Rob Price
Gutbrain Records
rob + gutbrain.com = email


2025 January 20 • Monday

I remember browsing the laserdisc selection at Tower Records about thirty years ago and getting into a casual conversation with another shopper who insisted that I "had to" see Ninja Scroll. So far I've managed to get away with not seeing it, but its score by Kaoru Wada is the 840th Soundtrack of the Week.

The music is really good, blending the familiar small orchestra with traditional Japanese instruments.

A lightly rhythmic "Prologue" clears the way for a heavier and more aggressive evolution into "Jubei", with some sparse horn figures adding definition.

Creepy long tones from strings introduce "Eight Warriors of the Demon Clown", which also uses koto to great effect. Wind instruments pick up the melody and percussion comes crashing in later for Ifukube-like moment. The next track, "Blood Wind", is a continuation.

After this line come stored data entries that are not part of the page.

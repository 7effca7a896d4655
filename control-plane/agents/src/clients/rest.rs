use super::{ControllerApi, ReplicaApi, ReplicaClientFactory};
use crate::errors::{
    ControllerRequest, HttpRequest, InvalidControllerUrl, InvalidReplicaAddress, ReplicaRequest,
    SvcError,
};
use async_trait::async_trait;
use reqwest::{RequestBuilder, Response, StatusCode};
use serde::{de::DeserializeOwned, Deserialize, Serialize};
use snafu::ResultExt;
use std::{sync::Arc, time::Duration};
use stor_port::types::v0::transport::{
    BackupLocation, CreateSnapshot, Replica, ReplicaAddress, ReplicaCreateBackup, ReplicaInfo,
    ReplicaMode, SnapshotChain, SnapshotName, Volume, VolumeId,
};
use url::Url;

/// A list of resources as returned by the controller.
#[derive(Deserialize, Debug)]
struct Collection<T> {
    data: Vec<T>,
}

#[derive(Deserialize, Debug)]
struct VolumeResource {
    name: String,
}

#[derive(Deserialize, Debug)]
struct ReplicaResource {
    address: ReplicaAddress,
    mode: ReplicaMode,
}

#[derive(Deserialize, Debug)]
struct SnapshotOutput {
    id: SnapshotName,
}

#[derive(Deserialize, Debug)]
struct ReplicaInfoResource {
    #[serde(default)]
    chain: SnapshotChain,
    #[serde(default)]
    rebuilding: bool,
}

#[derive(Deserialize, Debug)]
struct BackupOutput {
    location: BackupLocation,
}

#[derive(Serialize, Debug)]
struct BackupLocationInput<'a> {
    location: &'a BackupLocation,
}

/// Send the request, failing only when no response was received.
async fn send(request: RequestBuilder, url: &Url) -> Result<Response, SvcError> {
    request.send().await.context(HttpRequest { url: url.as_str() })
}

/// Decode a json response body.
async fn json<T: DeserializeOwned>(response: Response, url: &Url) -> Result<T, SvcError> {
    response.json::<T>().await.context(HttpRequest { url: url.as_str() })
}

/// The status and body of an unsuccessful response.
async fn failure(response: Response) -> (u16, String) {
    let status = response.status();
    let reason = match response.text().await {
        Ok(text) if !text.trim().is_empty() => text.trim().to_string(),
        _ => status
            .canonical_reason()
            .unwrap_or("unknown reason")
            .to_string(),
    };
    (status.as_u16(), reason)
}

/// REST client for the volume's controller.
#[derive(Debug, Clone)]
pub struct ControllerRestClient {
    base: Url,
    volume: VolumeId,
    http: reqwest::Client,
    timeout: Duration,
}

impl ControllerRestClient {
    /// Create a new client for the controller at `endpoint`, managing `volume`.
    pub fn new(endpoint: &str, volume: VolumeId, timeout: Duration) -> Result<Self, SvcError> {
        let mut base = Url::parse(endpoint).context(InvalidControllerUrl { url: endpoint })?;
        // resource paths are joined onto the endpoint's path, not its parent
        if !base.path().ends_with('/') {
            let path = format!("{}/", base.path());
            base.set_path(&path);
        }
        Ok(Self {
            base,
            volume,
            http: reqwest::Client::new(),
            timeout,
        })
    }

    fn url(&self, path: &str) -> Result<Url, SvcError> {
        self.base.join(path).context(InvalidControllerUrl {
            url: format!("{}{path}", self.base),
        })
    }

    async fn request<T: DeserializeOwned>(
        &self,
        name: &str,
        request: RequestBuilder,
        url: &Url,
    ) -> Result<T, SvcError> {
        let response = send(request.timeout(self.timeout), url).await?;
        if !response.status().is_success() {
            let (status, reason) = failure(response).await;
            return ControllerRequest {
                request: name,
                status,
                reason,
            }
            .fail();
        }
        json(response, url).await
    }
}

#[async_trait]
impl ControllerApi for ControllerRestClient {
    async fn get_volume(&self) -> Result<Volume, SvcError> {
        let url = self.url(&format!("v1/volumes/{}", self.volume))?;
        let response = send(self.http.get(url.clone()).timeout(self.timeout), &url).await?;
        if response.status() == StatusCode::NOT_FOUND {
            return Err(SvcError::VolumeNotFound {
                volume: self.volume.clone(),
            });
        }
        if !response.status().is_success() {
            let (status, reason) = failure(response).await;
            return ControllerRequest {
                request: "get_volume",
                status,
                reason,
            }
            .fail();
        }
        let volume = json::<VolumeResource>(response, &url).await?;
        Ok(Volume::new(volume.name))
    }

    async fn list_replicas(&self) -> Result<Vec<Replica>, SvcError> {
        let url = self.url("v1/replicas")?;
        let replicas: Collection<ReplicaResource> = self
            .request("list_replicas", self.http.get(url.clone()), &url)
            .await?;
        Ok(replicas
            .data
            .into_iter()
            .map(|replica| Replica::new(replica.address, replica.mode))
            .collect())
    }

    async fn create_snapshot(&self, request: &CreateSnapshot) -> Result<SnapshotName, SvcError> {
        let mut url = self.url(&format!("v1/volumes/{}", self.volume))?;
        url.set_query(Some("action=snapshot"));
        let output: SnapshotOutput = self
            .request(
                "create_snapshot",
                self.http.post(url.clone()).json(request),
                &url,
            )
            .await?;
        Ok(output.id)
    }
}

/// The REST endpoint of the replica at the given address.
/// Addresses are given as `tcp://host:port`, where the port is the replica's REST port.
pub fn replica_url(address: &ReplicaAddress) -> Result<Url, SvcError> {
    let host = address
        .as_str()
        .strip_prefix("tcp://")
        .unwrap_or_else(|| address.as_str());
    Url::parse(&format!("http://{host}/"))
        .and_then(|url| url.join(utils::REPLICA_RESOURCE_PATH))
        .context(InvalidReplicaAddress {
            replica: address.clone(),
        })
}

/// REST client for a single replica.
#[derive(Debug, Clone)]
pub struct ReplicaRestClient {
    address: ReplicaAddress,
    base: Url,
    http: reqwest::Client,
    timeout: Duration,
}

impl ReplicaRestClient {
    /// Create a new client for the replica at `address`.
    /// Short requests are bounded by `timeout`; backup and restore run until the replica answers.
    pub fn new(
        address: &ReplicaAddress,
        http: reqwest::Client,
        timeout: Duration,
    ) -> Result<Self, SvcError> {
        Ok(Self {
            address: address.clone(),
            base: replica_url(address)?,
            http,
            timeout,
        })
    }

    fn action_url(&self, action: &str) -> Url {
        let mut url = self.base.clone();
        url.set_query(Some(&format!("action={action}")));
        url
    }

    async fn request(
        &self,
        name: &str,
        request: RequestBuilder,
        url: &Url,
    ) -> Result<Response, SvcError> {
        let response = send(request, url).await?;
        if !response.status().is_success() {
            let (status, reason) = failure(response).await;
            return ReplicaRequest {
                replica: self.address.clone(),
                request: name,
                status,
                reason,
            }
            .fail();
        }
        Ok(response)
    }
}

#[async_trait]
impl ReplicaApi for ReplicaRestClient {
    async fn replica_info(&self) -> Result<ReplicaInfo, SvcError> {
        let url = self.base.clone();
        let request = self.http.get(url.clone()).timeout(self.timeout);
        let response = self.request("replica_info", request, &url).await?;
        let info = json::<ReplicaInfoResource>(response, &url).await?;
        Ok(ReplicaInfo {
            chain: info.chain,
            rebuilding: info.rebuilding,
        })
    }

    async fn create_backup(
        &self,
        request: &ReplicaCreateBackup,
    ) -> Result<BackupLocation, SvcError> {
        let url = self.action_url("backup");
        let response = self
            .request("backup", self.http.post(url.clone()).json(request), &url)
            .await?;
        let output = json::<BackupOutput>(response, &url).await?;
        Ok(output.location)
    }

    async fn remove_backup(&self, location: &BackupLocation) -> Result<(), SvcError> {
        let url = self.action_url("rmbackup");
        let request = self
            .http
            .post(url.clone())
            .json(&BackupLocationInput { location })
            .timeout(self.timeout);
        self.request("rmbackup", request, &url).await?;
        Ok(())
    }

    async fn restore_backup(&self, location: &BackupLocation) -> Result<(), SvcError> {
        let url = self.action_url("restore");
        let request = self
            .http
            .post(url.clone())
            .json(&BackupLocationInput { location });
        self.request("restore", request, &url).await?;
        Ok(())
    }
}

/// Builds REST clients for replicas, sharing a single connection pool.
#[derive(Debug, Clone)]
pub struct ReplicaRestFactory {
    http: reqwest::Client,
    timeout: Duration,
}

impl ReplicaRestFactory {
    /// Create a new factory whose clients bound short requests by `timeout`.
    pub fn new(timeout: Duration) -> Self {
        Self {
            http: reqwest::Client::new(),
            timeout,
        }
    }
}

impl ReplicaClientFactory for ReplicaRestFactory {
    fn client(&self, address: &ReplicaAddress) -> Result<Arc<dyn ReplicaApi>, SvcError> {
        let client = ReplicaRestClient::new(address, self.http.clone(), self.timeout)?;
        Ok(Arc::new(client))
    }
}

"Kagerou" is a long (8:22) piece that's mostly an unhurried combination of melody, mood and texture, with more effective koto playing and some lovely lyrical lines.

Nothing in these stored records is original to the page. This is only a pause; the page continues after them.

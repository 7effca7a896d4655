use crate::{
    backup::{
        chain::resolve_historical,
        selector::ReplicaSelector,
        status::{OperationHandle, StatusRegistry},
    },
    clients::{ControllerApi, ReplicaClientFactory},
    errors::SvcError,
};
use std::sync::Arc;
use stor_port::types::v0::transport::{OperationId, ReplicaCreateBackup, SnapshotName, StatusKind};

/// Backs up volume snapshots from the writable replica onto backup targets.
#[derive(Clone)]
pub struct BackupOrchestrator {
    controller: Arc<dyn ControllerApi>,
    replicas: Arc<dyn ReplicaClientFactory>,
    statuses: StatusRegistry,
    selector: ReplicaSelector,
}

impl BackupOrchestrator {
    /// Create a new orchestrator recording its operations in `statuses`.
    pub fn new(
        controller: Arc<dyn ControllerApi>,
        replicas: Arc<dyn ReplicaClientFactory>,
        statuses: StatusRegistry,
        selector: ReplicaSelector,
    ) -> Self {
        Self {
            controller,
            replicas,
            statuses,
            selector,
        }
    }

    /// Start backing up `snapshot` onto `destination`.
    /// Fails straight away if no backup could be started; otherwise the backup carries on in
    /// the background and its outcome is recorded in the backup status of `id`.
    #[tracing::instrument(level = "info", skip(self), err, fields(operation.id = %id))]
    pub async fn create_backup(
        &self,
        id: &OperationId,
        snapshot: &SnapshotName,
        destination: &str,
    ) -> Result<OperationHandle, SvcError> {
        let volume = self.controller.get_volume().await?;
        let replicas = self.controller.list_replicas().await?;
        let replica = self.selector.writable(&replicas)?;

        let client = self.replicas.client(&replica.address)?;
        let info = client.replica_info().await?;
        let entry = resolve_historical(&info.chain, snapshot.as_str(), &replica.address)?;

        tracing::info!(
            replica.address = %replica.address,
            snapshot.disk = %entry.name,
            snapshot.position = entry.position,
            "Backing up snapshot from replica"
        );
        let request = ReplicaCreateBackup::new(entry.name, destination, volume.name);
        let launched = tokio::spawn(async move { client.create_backup(&request).await });

        let status = self.statuses.begin(id, StatusKind::Backup);
        let completion = self
            .statuses
            .track(id.clone(), StatusKind::Backup, launched);
        Ok(OperationHandle::new(status, completion))
    }
}

#[cfg(test)]
mod tests {
    use super::*;
    use crate::backup::tests_util::{replica_set, FakeController, FakeReplica, FakeReplicas};
    use std::time::Duration;
    use stor_port::types::v0::transport::{ReplicaMode, StatusState};
    use tokio::sync::Notify;

    const CHAIN: [&str; 3] = ["volume-head-002.img", "volume-snap-s2.img", "volume-snap-s1.img"];

    fn orchestrator(
        controller: Arc<FakeController>,
        replicas: Arc<FakeReplicas>,
        statuses: &StatusRegistry,
    ) -> BackupOrchestrator {
        BackupOrchestrator::new(
            controller,
            replicas,
            statuses.clone(),
            ReplicaSelector::default(),
        )
    }

    #[tokio::test]
    async fn backup_from_writable_replica() {
        let controller = FakeController::new(replica_set(&[
            ReplicaMode::Error,
            ReplicaMode::ReadWrite,
            ReplicaMode::ReadWrite,
        ]));
        let replicas = FakeReplicas::new(vec![
            FakeReplica::new("tcp://r0:9502", CHAIN.to_vec()),
            FakeReplica::new("tcp://r1:9502", CHAIN.to_vec()),
            FakeReplica::new("tcp://r2:9502", CHAIN.to_vec()),
        ]);
        let statuses = StatusRegistry::new();
        let backups = orchestrator(controller, replicas.clone(), &statuses);

        let id = OperationId::from("op-1");
        let handle = backups
            .create_backup(&id, &"s1".into(), "vfs:///b")
            .await
            .unwrap();
        let status = handle.wait().await.unwrap();
        assert_eq!(status.state, StatusState::Done);
        assert_eq!(status.message, "vfs:///b/backups/vol1-volume-snap-s1.img");

        assert!(replicas.calls("tcp://r0:9502").is_empty());
        assert_eq!(
            replicas.calls("tcp://r1:9502"),
            vec!["replica_info", "create_backup volume-snap-s1.img"]
        );
        assert!(replicas.calls("tcp://r2:9502").is_empty());
    }

    #[tokio::test]
    async fn running_until_replica_completes() {
        let gate = Arc::new(Notify::new());
        let controller = FakeController::new(replica_set(&[ReplicaMode::ReadWrite]));
        let replicas = FakeReplicas::new(vec![
            FakeReplica::new("tcp://r0:9502", CHAIN.to_vec()).gated(gate.clone())
        ]);
        let statuses = StatusRegistry::new();
        let backups = orchestrator(controller, replicas, &statuses);

        let id = OperationId::from("op-1");
        let handle = backups
            .create_backup(&id, &"s2".into(), "vfs:///b")
            .await
            .unwrap();
        assert_eq!(handle.status().state, StatusState::Running);

        tokio::time::sleep(Duration::from_millis(20)).await;
        let status = statuses.get(&id, StatusKind::Backup).unwrap();
        assert_eq!(status.state, StatusState::Running);

        gate.notify_one();
        let status = handle.wait().await.unwrap();
        assert_eq!(status.state, StatusState::Done);
        assert_eq!(statuses.get(&id, StatusKind::Backup).unwrap(), status);
    }

    #[tokio::test]
    async fn replica_backup_failure() {
        let controller = FakeController::new(replica_set(&[ReplicaMode::ReadWrite]));
        let replicas = FakeReplicas::new(vec![
            FakeReplica::new("tcp://r0:9502", CHAIN.to_vec()).failing_backup()
        ]);
        let statuses = StatusRegistry::new();
        let backups = orchestrator(controller, replicas, &statuses);

        let id = OperationId::from("op-1");
        let status = backups
            .create_backup(&id, &"s1".into(), "vfs:///b")
            .await
            .unwrap()
            .wait()
            .await
            .unwrap();
        assert_eq!(status.state, StatusState::Error);
        assert_eq!(
            status.message,
            "Error: Request 'backup' to replica tcp://r0:9502 failed with status 500: injected failure"
        );
    }

    #[tokio::test]
    async fn nothing_recorded_when_not_started() {
        let statuses = StatusRegistry::new();
        let id = OperationId::from("op-1");

        let controller = FakeController::new(replica_set(&[ReplicaMode::ReadOnly]));
        let replicas = FakeReplicas::new(vec![FakeReplica::new("tcp://r0:9502", CHAIN.to_vec())]);
        let backups = orchestrator(controller, replicas, &statuses);
        let error = backups
            .create_backup(&id, &"s1".into(), "vfs:///b")
            .await
            .unwrap_err();
        assert!(matches!(error, SvcError::NoWritableReplica {}));

        let controller = FakeController::new(replica_set(&[ReplicaMode::ReadWrite]));
        let replicas = FakeReplicas::new(vec![FakeReplica::new("tcp://r0:9502", CHAIN.to_vec())]);
        let backups = orchestrator(controller, replicas.clone(), &statuses);
        let error = backups
            .create_backup(&id, &"volume-head-002.img".into(), "vfs:///b")
            .await
            .unwrap_err();
        assert!(matches!(error, SvcError::SnapshotIsHead { .. }));

        let error = backups
            .create_backup(&id, &"s9".into(), "vfs:///b")
            .await
            .unwrap_err();
        assert!(matches!(error, SvcError::SnapshotNotOnReplica { .. }));

        assert_eq!(
            replicas.calls("tcp://r0:9502"),
            vec!["replica_info", "replica_info"]
        );
        assert!(statuses.get(&id, StatusKind::Backup).is_err());
    }

    #[tokio::test]
    async fn strict_selection() {
        let controller = FakeController::new(replica_set(&[
            ReplicaMode::ReadWrite,
            ReplicaMode::ReadWrite,
        ]));
        let replicas = FakeReplicas::new(vec![
            FakeReplica::new("tcp://r0:9502", CHAIN.to_vec()),
            FakeReplica::new("tcp://r1:9502", CHAIN.to_vec()),
        ]);
        let statuses = StatusRegistry::new();
        let backups = BackupOrchestrator::new(
            controller,
            replicas,
            statuses.clone(),
            ReplicaSelector::new(true),
        );
        let error = backups
            .create_backup(&"op-1".into(), &"s1".into(), "vfs:///b")
            .await
            .unwrap_err();
        assert!(matches!(
            error,
            SvcError::MultipleWritableReplicas { count: 2 }
        ));
    }
}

A couple of tense action cues, "Visions" and "Devil Shadow", come next, with the latter bursting into a terrific driving groove near the end.

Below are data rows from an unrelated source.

/// Various common constants used by the backup control plane.

/// Default request timeout for any controller or replica request.
pub const DEFAULT_REQ_TIMEOUT: &str = "30s";

/// Default endpoint of the volume controller's REST api.
pub const DEFAULT_CONTROLLER_URL: &str = "http://localhost:9501";

/// The single volume managed by the controller.
pub const DEFAULT_VOLUME_ID: &str = "1";

/// Scheme of the backup targets which can be checked and removed locally.
pub const DEFAULT_BACKUP_SCHEME: &str = "vfs";

/// Local binary used for snapshot listing and backup removal.
pub const DEFAULT_EXECUTOR: &str = "longhorn";

/// Path of the replica resource on each replica's REST endpoint.
pub const REPLICA_RESOURCE_PATH: &str = "v1/replicas/1";

/// Default log level when RUST_LOG is not set.
pub const DEFAULT_LOG_LEVEL: &str = "info";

An even cooler groove, North African or Middle Eastern it sounds like, is the foundation for "To Those Who Face the Wind", the first of the movie's two songs. Both were composed and sung by Ryouhei Yamanashi with lyrics by Shou Jitsukawa. This one, with its infectious and energetic feel and some impressive violiln soloing, is really great.

The same koto hit starts off the next two tracks, "Pursuit" and "Devil Swordsman", both short and powerful action/suspense pieces.

"Strategy" starts off as a pensive sort of piece, moves into an Ifukube-like passage and then ends with more hard-driving action pulse music. The beginning feel is then reiterated in "Reincarnation" and developed into a mysterious and lyrical melodic line.

The shakuhachi gets featured in "Struggle to the Death", which also continues the theme from the previous cue, before the "Epilogue", unsurprisingly similar to "Prologue".

The second song, "Somewhere, Faraway, Everyone Is Listening to a Ballad", is a more typical love song but still nice to listen to.